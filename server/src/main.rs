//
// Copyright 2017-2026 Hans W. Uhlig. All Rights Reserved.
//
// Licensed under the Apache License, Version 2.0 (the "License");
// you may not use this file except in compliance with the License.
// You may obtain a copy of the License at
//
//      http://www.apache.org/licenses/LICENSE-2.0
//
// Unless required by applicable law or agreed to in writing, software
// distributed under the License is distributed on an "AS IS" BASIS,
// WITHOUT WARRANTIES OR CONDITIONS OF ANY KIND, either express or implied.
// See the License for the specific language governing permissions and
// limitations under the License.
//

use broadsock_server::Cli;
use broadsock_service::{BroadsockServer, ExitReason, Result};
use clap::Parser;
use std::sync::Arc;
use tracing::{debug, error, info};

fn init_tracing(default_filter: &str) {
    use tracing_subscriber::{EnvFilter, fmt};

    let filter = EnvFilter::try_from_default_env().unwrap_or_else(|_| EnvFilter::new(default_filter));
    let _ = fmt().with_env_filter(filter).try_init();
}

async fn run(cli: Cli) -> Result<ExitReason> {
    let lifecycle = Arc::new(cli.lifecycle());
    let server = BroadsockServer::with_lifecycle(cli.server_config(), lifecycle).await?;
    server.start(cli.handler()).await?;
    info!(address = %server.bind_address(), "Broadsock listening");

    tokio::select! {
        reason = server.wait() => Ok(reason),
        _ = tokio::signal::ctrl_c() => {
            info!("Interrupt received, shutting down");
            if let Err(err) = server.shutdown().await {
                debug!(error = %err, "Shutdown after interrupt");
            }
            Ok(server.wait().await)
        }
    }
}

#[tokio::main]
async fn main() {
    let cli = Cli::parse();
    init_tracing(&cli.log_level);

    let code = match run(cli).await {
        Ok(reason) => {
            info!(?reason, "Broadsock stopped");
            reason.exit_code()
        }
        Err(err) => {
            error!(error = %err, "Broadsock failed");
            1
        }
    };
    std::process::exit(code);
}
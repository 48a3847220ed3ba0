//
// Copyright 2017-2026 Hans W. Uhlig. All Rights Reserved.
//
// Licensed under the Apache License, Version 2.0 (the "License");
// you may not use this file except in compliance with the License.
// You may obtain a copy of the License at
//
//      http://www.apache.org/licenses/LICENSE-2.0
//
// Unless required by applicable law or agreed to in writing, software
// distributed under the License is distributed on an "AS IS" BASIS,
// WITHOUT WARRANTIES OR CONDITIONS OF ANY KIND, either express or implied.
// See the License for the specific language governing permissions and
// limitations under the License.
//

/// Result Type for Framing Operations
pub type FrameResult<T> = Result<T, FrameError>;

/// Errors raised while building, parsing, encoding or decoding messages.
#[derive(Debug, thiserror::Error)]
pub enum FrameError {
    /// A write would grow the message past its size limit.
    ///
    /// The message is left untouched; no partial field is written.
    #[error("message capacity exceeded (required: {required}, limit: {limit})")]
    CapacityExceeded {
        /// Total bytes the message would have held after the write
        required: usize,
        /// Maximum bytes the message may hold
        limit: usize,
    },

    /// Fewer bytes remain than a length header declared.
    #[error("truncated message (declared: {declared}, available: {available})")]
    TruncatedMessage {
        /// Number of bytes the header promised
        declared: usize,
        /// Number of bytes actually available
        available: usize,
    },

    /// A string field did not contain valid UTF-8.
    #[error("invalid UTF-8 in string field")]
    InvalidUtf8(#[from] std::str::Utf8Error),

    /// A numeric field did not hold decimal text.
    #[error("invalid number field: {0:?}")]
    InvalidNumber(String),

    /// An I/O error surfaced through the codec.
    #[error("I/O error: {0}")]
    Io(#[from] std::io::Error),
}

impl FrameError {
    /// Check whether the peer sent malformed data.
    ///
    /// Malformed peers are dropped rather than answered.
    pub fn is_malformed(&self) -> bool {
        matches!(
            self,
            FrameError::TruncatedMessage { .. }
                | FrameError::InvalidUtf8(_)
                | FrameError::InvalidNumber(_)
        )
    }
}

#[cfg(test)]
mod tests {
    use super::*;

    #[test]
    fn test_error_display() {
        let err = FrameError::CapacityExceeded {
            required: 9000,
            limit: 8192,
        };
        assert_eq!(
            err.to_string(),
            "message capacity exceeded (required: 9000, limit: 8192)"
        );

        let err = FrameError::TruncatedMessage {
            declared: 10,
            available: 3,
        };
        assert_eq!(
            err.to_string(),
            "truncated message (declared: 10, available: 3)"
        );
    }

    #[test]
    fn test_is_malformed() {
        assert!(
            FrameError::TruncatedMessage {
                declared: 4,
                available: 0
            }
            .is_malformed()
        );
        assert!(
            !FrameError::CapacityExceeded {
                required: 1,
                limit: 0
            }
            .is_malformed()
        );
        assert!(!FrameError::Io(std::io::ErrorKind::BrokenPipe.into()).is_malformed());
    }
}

────────────────────────────────────────

* Task item
Each entry needs to be copied out exactly.

* Output
filename server/src/main.rs
//
// Copyright 2017-2026 Hans W. Uhlig. All Rights Reserved.
//
// Licensed under the Apache License, Version 2.0 (the "License");
// you may not use this file except in compliance with the License.
// You may obtain a copy of the License at
//
//      http://www.apache.org/licenses/LICENSE-2.0
//
// Unless required by applicable law or agreed to in writing, software
// distributed under the License is distributed on an "AS IS" BASIS,
// WITHOUT WARRANTIES OR CONDITIONS OF ANY KIND, either express or implied.
// See the License for the specific language governing permissions and
// limitations under the License.
//

use broadsock_server::Cli;
use broadsock_service::{BroadsockServer, ExitReason, Result};
use clap::Parser;
use std::sync::Arc;
use tracing::{debug, error, info};

fn init_tracing(default_filter: &str) {
    use tracing_subscriber::{EnvFilter, fmt};

    let filter = EnvFilter::try_from_default_env().unwrap_or_else(|_| EnvFilter::new(default_filter));
    let _ = fmt().with_env_filter(filter).try_init();
}

async fn run(cli: Cli) -> Result<ExitReason> {
    let lifecycle = Arc::new(cli.lifecycle());
    let server = BroadsockServer::with_lifecycle(cli.server_config(), lifecycle).await?;
    server.start(cli.handler()).await?;
    info!(address = %server.bind_address(), "Broadsock listening");

    tokio::select! {
        reason = server.wait() => Ok(reason),
        _ = tokio::signal::ctrl_c() => {
            info!("Interrupt received, shutting down");
            if let Err(err) = server.shutdown().await {
                debug!(error = %err, "Shutdown after interrupt");
            }
            Ok(server.wait().await)
        }
    }
}

#[tokio::main]
async fn main() {
    let cli = Cli::parse();
    init_tracing(&cli.log_level);

    let code = match run(cli).await {
        Ok(reason) => {
            info!(?reason, "Broadsock stopped");
            reason.exit_code()
        }
        Err(err) => {
            error!(error = %err, "Broadsock failed");
            1
        }
    };
    std::process::exit(code);
}
repository 48a3847220ed3ba0
//
// Copyright 2017-2026 Hans W. Uhlig. All Rights Reserved.
//
// Licensed under the Apache License, Version 2.0 (the "License");
// you may not use this file except in compliance with the License.
// You may obtain a copy of the License at
//
//      http://www.apache.org/licenses/LICENSE-2.0
//
// Unless required by applicable law or agreed to in writing, software
// distributed under the License is distributed on an "AS IS" BASIS,
// WITHOUT WARRANTIES OR CONDITIONS OF ANY KIND, either express or implied.
// See the License for the specific language governing permissions and
// limitations under the License.
//

/// Result Type for Framing Operations
pub type FrameResult<T> = Result<T, FrameError>;

/// Errors raised while building, parsing, encoding or decoding messages.
#[derive(Debug, thiserror::Error)]
pub enum FrameError {
    /// A write would grow the message past its size limit.
    ///
    /// The message is left untouched; no partial field is written.
    #[error("message capacity exceeded (required: {required}, limit: {limit})")]
    CapacityExceeded {
        /// Total bytes the message would have held after the write
        required: usize,
        /// Maximum bytes the message may hold
        limit: usize,
    },

    /// Fewer bytes remain than a length header declared.
    #[error("truncated message (declared: {declared}, available: {available})")]
    TruncatedMessage {
        /// Number of bytes the header promised
        declared: usize,
        /// Number of bytes actually available
        available: usize,
    },

    /// A string field did not contain valid UTF-8.
    #[error("invalid UTF-8 in string field")]
    InvalidUtf8(#[from] std::str::Utf8Error),

    /// A numeric field did not hold decimal text.
    #[error("invalid number field: {0:?}")]
    InvalidNumber(String),

    /// An I/O error surfaced through the codec.
    #[error("I/O error: {0}")]
    Io(#[from] std::io::Error),
}

impl FrameError {
    /// Check whether the peer sent malformed data.
    ///
    /// Malformed peers are dropped rather than answered.
    pub fn is_malformed(&self) -> bool {
        matches!(
            self,
            FrameError::TruncatedMessage { .. }
                | FrameError::InvalidUtf8(_)
                | FrameError::InvalidNumber(_)
        )
    }
}

#[cfg(test)]
mod tests {
    use super::*;

    #[test]
    fn test_error_display() {
        let err = FrameError::CapacityExceeded {
            required: 9000,
            limit: 8192,
        };
        assert_eq!(
            err.to_string(),
            "message capacity exceeded (required: 9000, limit: 8192)"
        );

        let err = FrameError::TruncatedMessage {
            declared: 10,
            available: 3,
        };
        assert_eq!(
            err.to_string(),
            "truncated message (declared: 10, available: 3)"
        );
    }

    #[test]
    fn test_is_malformed() {
        assert!(
            FrameError::TruncatedMessage {
                declared: 4,
                available: 0
            }
            .is_malformed()
        );
        assert!(
            !FrameError::CapacityExceeded {
                required: 1,
                limit: 0
            }
            .is_malformed()
        );
        assert!(!FrameError::Io(std::io::ErrorKind::BrokenPipe.into()).is_malformed());
    }
}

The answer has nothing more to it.